My attempt to the solution took some trial and error, and it went as follows:
Substitute the circle's radius into the equation for the area of the circle: A=Pi(3.1e4)^2
Then I squared the () : A=Pi(9.61e8)
Following this I Multiplied by Pi: 3.017e9 cm^2 (sig fig) ==> 3.0e9 cm^2

This answer above Is correct, but in the book the answer is 3.0+/-0.2e9 cm^2.
The part that I do not understand is that the uncertainty they predict is +/-0.2

I figured that the uncertainty should be +/- 0.1e4, giving the radius a minimum of 3.0e4, and a max of 3.2e4.
Based on my way of working though the problem, my answer come out to be A=3.0+/-0.1e9 cm^2

If anyone can explain why my uncertainty isn't correct, and how they get that answer that would be wonderful!

I agree with your answer, but the error in 3.1 is +/-0.05, not +/-0.1. That's a 1 in 60 error, so the error in the area should be 1 in 30.

haruspex said:
I agree with your answer, but the error in 3.1 is +/-0.05, not +/-0.1. That's a 1 in 60 error, so the error in the area should be 1 in 30.
How do you come up with the error as 0.05 when the device used to measure does not specify that is has the exact measurements to the hundredth of a cm? In other words, if the .00 is not represented, how can it be used as the error?
Thirdly, I do not understand what you mean by 1 in 60 and 1 in 30

JustynSC said:
How do you come up with the error as 0.05 when the device used to measure does not specify that is has the exact measurements to the hundredth of a cm? In other words, if the .00 is not represented, how can it be used as the error?
Thirdly, I do not understand what you mean by 1 in 60 and 1 in 30
You did not specify an error range for the radius, so it is implied by the number of significant digits. Quoting 3.1 implies something from 3.05 to 3.15. Had the radius been between 3.00 and 3.05?then the stated measurement should have been 3.0.

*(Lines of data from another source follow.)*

#[cfg(test)]
mod tests {
    use super::*;
    use crate::cache::CacheMiss;
    use crate::models::{ContainerStatus, HealthState, RawContainer};
    use crate::runtime::async_trait;
    use std::sync::atomic::{AtomicUsize, Ordering};
    use std::sync::Mutex;
    use tempfile::TempDir;

    #[derive(Default)]
    struct MockRuntime {
        containers: Vec<RawContainer>,
        inspected: HashMap<String, RawInspect>,
        stats: HashMap<String, ContainerStats>,
        list_calls: AtomicUsize,
        stats_calls: AtomicUsize,
        last_stats_request: Mutex<Vec<String>>,
    }

    #[async_trait]
    impl ContainerRuntime for MockRuntime {
        async fn list_containers(&self) -> Vec<RawContainer> {
            self.list_calls.fetch_add(1, Ordering::SeqCst);
            self.containers.clone()
        }

        async fn inspect_containers(&self, _ids: &[String]) -> HashMap<String, RawInspect> {
            self.inspected.clone()
        }

        async fn sample_stats(&self, ids: &[String]) -> HashMap<String, ContainerStats> {
            self.stats_calls.fetch_add(1, Ordering::SeqCst);
            *self.last_stats_request.lock().unwrap() = ids.to_vec();
            ids.iter()
                .filter_map(|id| self.stats.get(id).map(|stats| (id.clone(), stats.clone())))
                .collect()
        }
    }

    fn raw(id: &str, name: &str, status: &str, image: &str) -> RawContainer {
        RawContainer {
            id: id.to_string(),
            names: format!("/{name}"),
            status: status.to_string(),
            image: image.to_string(),
            ports: String::new(),
        }
    }

    fn compose_inspect(full_id: &str, project: &str, service: &str) -> RawInspect {
        let mut inspect = RawInspect::default();
        inspect.id = full_id.to_string();
        inspect.config.labels = Some(HashMap::from([
            (
                "com.docker.compose.project".to_string(),
                project.to_string(),
            ),
            (
                "com.docker.compose.service".to_string(),
                service.to_string(),
            ),
        ]));
        inspect
    }

    fn catalog_with(
        runtime: MockRuntime,
        settings: Settings,
    ) -> (TempDir, ContainerCatalog, Arc<MockRuntime>) {
        let dir = TempDir::new().unwrap();
        let cache = FileCache::new(dir.path(), settings.cache_ttl_ms);
        let runtime = Arc::new(runtime);
        let catalog = ContainerCatalog::new(runtime.clone(), cache, settings);
        (dir, catalog, runtime)
    }

    #[tokio::test]
    async fn test_refresh_orders_web_then_running_then_name() {
        let runtime = MockRuntime {
            containers: vec![
                raw("c1", "beta-tool", "Up 1 hour", "busybox"),
                raw("c2", "stopped-site", "Exited (0) 1 day ago", "nginx:alpine"),
                raw("c3", "alpha-tool", "Up 2 hours", "busybox"),
                raw("c4", "running-site", "Up 5 minutes", "nginx:alpine"),
            ],
            ..Default::default()
        };
        let (_dir, catalog, _runtime) = catalog_with(runtime, Settings::default());

        let names: Vec<String> = catalog
            .refresh(false)
            .await
            .into_iter()
            .map(|c| c.name)
            .collect();

        assert_eq!(
            names,
            vec!["running-site", "stopped-site", "alpha-tool", "beta-tool"]
        );
    }

    #[tokio::test]
    async fn test_refresh_serves_second_call_from_cache() {
        let runtime = MockRuntime {
            containers: vec![raw("c1", "solo", "Up 1 hour", "busybox")],
            ..Default::default()
        };
        let (_dir, catalog, runtime) = catalog_with(runtime, Settings::default());

        let first = catalog.refresh(true).await;
        let second = catalog.refresh(true).await;

        assert_eq!(first, second);
        assert_eq!(runtime.list_calls.load(Ordering::SeqCst), 1);
    }

    #[tokio::test]
    async fn test_refresh_bypasses_cache_when_asked() {
        let runtime = MockRuntime {
            containers: vec![raw("c1", "solo", "Up 1 hour", "busybox")],
            ..Default::default()
        };
        let (_dir, catalog, runtime) = catalog_with(runtime, Settings::default());

        catalog.refresh(false).await;
        catalog.refresh(false).await;

        assert_eq!(runtime.list_calls.load(Ordering::SeqCst), 2);
    }

    #[tokio::test]
    async fn test_empty_listing_is_not_cached() {
        let (_dir, catalog, _runtime) = catalog_with(MockRuntime::default(), Settings::default());

        assert!(catalog.refresh(true).await.is_empty());

        let lookup = catalog
            .cache
            .get::<Vec<EnrichedContainer>>(CONTAINERS_CACHE_KEY);
        assert_eq!(lookup, CacheLookup::Miss(CacheMiss::Absent));
    }

    #[tokio::test]
    async fn test_short_id_resolves_against_full_inspect_id() {
        let full_id = "abc123def456abc123def456abc123def456";
        let runtime = MockRuntime {
            containers: vec![raw("abc123def456", "shop-web-1", "Up 1 hour", "nginx")],
            inspected: HashMap::from([(
                full_id.to_string(),
                compose_inspect(full_id, "shop", "web"),
            )]),
            ..Default::default()
        };
        let (_dir, catalog, _runtime) = catalog_with(runtime, Settings::default());

        let containers = catalog.refresh(false).await;
        assert_eq!(containers[0].project.as_deref(), Some("shop"));
        assert_eq!(containers[0].service.as_deref(), Some("web"));
    }

    #[tokio::test]
    async fn test_ambiguous_id_prefix_skips_inspect_enrichment() {
        let runtime = MockRuntime {
            containers: vec![raw("abc", "mystery", "Up 1 hour", "busybox")],
            inspected: HashMap::from([
                ("abc111".to_string(), compose_inspect("abc111", "p1", "s1")),
                ("abc222".to_string(), compose_inspect("abc222", "p2", "s2")),
            ]),
            ..Default::default()
        };
        let (_dir, catalog, _runtime) = catalog_with(runtime, Settings::default());

        let containers = catalog.refresh(false).await;
        assert_eq!(containers[0].project, None);
        assert_eq!(containers[0].service, None);
        assert_eq!(containers[0].health, HealthState::Unknown);
    }

    #[test]
    fn test_empty_id_never_matches_any_record() {
        let inspected = HashMap::from([("abc111".to_string(), compose_inspect("abc111", "p", "s"))]);
        assert!(find_inspect("", &inspected).is_none());

        let stats = HashMap::from([(
            "abc111".to_string(),
            ContainerStats {
                cpu_percent: "0.5%".to_string(),
                memory_usage: "10MiB / 1GiB".to_string(),
            },
        )]);
        assert!(find_stats("", &stats).is_none());
    }

    #[tokio::test]
    async fn test_exact_inspect_match_beats_prefix_candidates() {
        let runtime = MockRuntime {
            containers: vec![raw("abc", "exact-hit", "Up 1 hour", "busybox")],
            inspected: HashMap::from([
                ("abc".to_string(), compose_inspect("abc", "right", "web")),
                (
                    "abcdef".to_string(),
                    compose_inspect("abcdef", "wrong", "web"),
                ),
            ]),
            ..Default::default()
        };
        let (_dir, catalog, _runtime) = catalog_with(runtime, Settings::default());

        let containers = catalog.refresh(false).await;
        assert_eq!(containers[0].project.as_deref(), Some("right"));
    }

    #[tokio::test]
    async fn test_stats_are_sampled_only_when_enabled() {
        let make_runtime = || MockRuntime {
            containers: vec![raw("c1", "svc", "Up 1 hour", "busybox")],
            stats: HashMap::from([(
                "c1".to_string(),
                ContainerStats {
                    cpu_percent: "0.5%".to_string(),
                    memory_usage: "10MiB / 1GiB".to_string(),
                },
            )]),
            ..Default::default()
        };

        let (_dir, catalog, runtime) = catalog_with(make_runtime(), Settings::default());
        let containers = catalog.refresh(false).await;
        assert_eq!(containers[0].stats, None);
        assert_eq!(runtime.stats_calls.load(Ordering::SeqCst), 0);

        let settings = Settings {
            enable_stats: true,
            ..Settings::default()
        };
        let (_dir, catalog, runtime) = catalog_with(make_runtime(), settings);
        let containers = catalog.refresh(false).await;
        assert_eq!(runtime.stats_calls.load(Ordering::SeqCst), 1);
        assert_eq!(
            containers[0].stats.as_ref().map(|s| s.cpu_percent.as_str()),
            Some("0.5%")
        );
    }

    #[tokio::test]
    async fn test_stats_request_covers_only_first_ten_running() {
        let mut containers = Vec::new();
        for i in 0..12 {
            containers.push(raw(&format!("run{i:02}"), &format!("svc{i:02}"), "Up 1 hour", "busybox"));
        }
        containers.push(raw("stop00", "stopped", "Exited (0)", "busybox"));

        let runtime = MockRuntime {
            containers,
            ..Default::default()
        };
        let settings = Settings {
            enable_stats: true,
            ..Settings::default()
        };
        let (_dir, catalog, runtime) = catalog_with(runtime, settings);

        catalog.refresh(false).await;

        let requested = runtime.last_stats_request.lock().unwrap().clone();
        assert_eq!(requested.len(), MAX_STATS_CONTAINERS);
        assert!(requested.iter().all(|id| id.starts_with("run")));
    }

    #[tokio::test]
    async fn test_project_containers_filters_by_exact_project() {
        let full_a = "aaa111aaa111aaa111";
        let full_b = "bbb222bbb222bbb222";
        let runtime = MockRuntime {
            containers: vec![
                raw("aaa111", "shop-web-1", "Up 1 hour", "nginx"),
                raw("bbb222", "blog-web-1", "Up 1 hour", "nginx"),
            ],
            inspected: HashMap::from([
                (full_a.to_string(), compose_inspect(full_a, "shop", "web")),
                (full_b.to_string(), compose_inspect(full_b, "blog", "web")),
            ]),
            ..Default::default()
        };
        let (_dir, catalog, _runtime) = catalog_with(runtime, Settings::default());

        let shop = catalog.project_containers("shop").await;
        assert_eq!(shop.len(), 1);
        assert_eq!(shop[0].project.as_deref(), Some("shop"));
    }

    #[tokio::test]
    async fn test_invalidate_forces_next_refresh_to_hit_runtime() {
        let runtime = MockRuntime {
            containers: vec![raw("c1", "solo", "Up 1 hour", "busybox")],
            ..Default::default()
        };
        let (_dir, catalog, runtime) = catalog_with(runtime, Settings::default());

        catalog.refresh(true).await;
        catalog.invalidate();
        catalog.refresh(true).await;

        assert_eq!(runtime.list_calls.load(Ordering::SeqCst), 2);
    }

    #[tokio::test]
    async fn test_refresh_results_round_trip_through_cache_unchanged() {
        let full_id = "abc123def456abc123def456abc123def456";
        let runtime = MockRuntime {
            containers: vec![raw("abc123def456", "shop-web-1", "Up 1 hour (healthy)", "nginx")],
            inspected: HashMap::from([(
                full_id.to_string(),
                compose_inspect(full_id, "shop", "web"),
            )]),
            ..Default::default()
        };
        let (_dir, catalog, _runtime) = catalog_with(runtime, Settings::default());

        let built = catalog.refresh(true).await;
        let cached = catalog.refresh(true).await;

        assert_eq!(built, cached);
        assert_eq!(cached[0].status, ContainerStatus::Running);
        assert_eq!(cached[0].display_name, "web - shop");
    }
}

An error of 0.05 in a measurement of about 3 is a one part in sixty error, 0.05/3=1/60.

Thanks for the help! I get it now.

haruspex said:
You did not specify an error range for the radius, so it is implied by the number of significant digits. Quoting 3.1 implies something from 3.05 to 3.15. Had the radius been between 3.00 and 3.05?then the stated measurement should have been 3.0.

An error of 0.05 in a measurement of about 3 is a one part in sixty error, 0.05/3=1/60.
So I was looking into the problem a little further and I might have missed a minor detail that explains why they did not use +/- 0.05 as the error. But I still can't figure out how they justify the answer to be within +/- 0.2
Here is the Note at the start of all problems:
assume a number like 6.4 is accurate to +/- 0.01, and 950 is +/-10 unless 950 is said to be "precisely" or "very nearly" 950, in which case assume 950 +/- 1.
I hope this help explain how they have their answer in the back of the book differing from ours.

JustynSC said:
So I was looking into the problem a little further and I might have missed a minor detail that explains why they did not use +/- 0.05 as the error. But I still can't figure out how they justify the answer to be within +/- 0.2
Here is the Note at the start of all problems:
assume a number like 6.4 is accurate to +/- 0.01, and 950 is +/-10 unless 950 is said to be "precisely" or "very nearly" 950, in which case assume 950 +/- 1.
I hope this help explain how they have their answer in the back of the book differing from ours.
I believe you have a typo, and that the book says - or should have said - something like
assume a number like 6.4 is accurate to ± 0.1
not ± 0.01.

JustynSC said:
So I was looking into the problem a little further and I might have missed a minor detail that explains why they did not use +/- 0.05 as the error. But I still can't figure out how they justify the answer to be within +/- 0.2
Here is the Note at the start of all problems:
assume a number like 6.4 is accurate to +/- 0.01, and 950 is +/-10 unless 950 is said to be "precisely" or "very nearly" 950, in which case assume 950 +/- 1.
I hope this help explain how they have their answer in the back of the book differing from ours.
Assuming, as SammyS says, that should read 6.4+/-0.1...
Ok, but that is a bit unusual. One would normally take 6.4 as being accurate to that many figures, so represents a range 6.35 to 6.45.
JustynSC said:
giving the radius a minimum of 3.0e4, and a max of 3.2e4
Ok, but what areas do you calculate from those two radii?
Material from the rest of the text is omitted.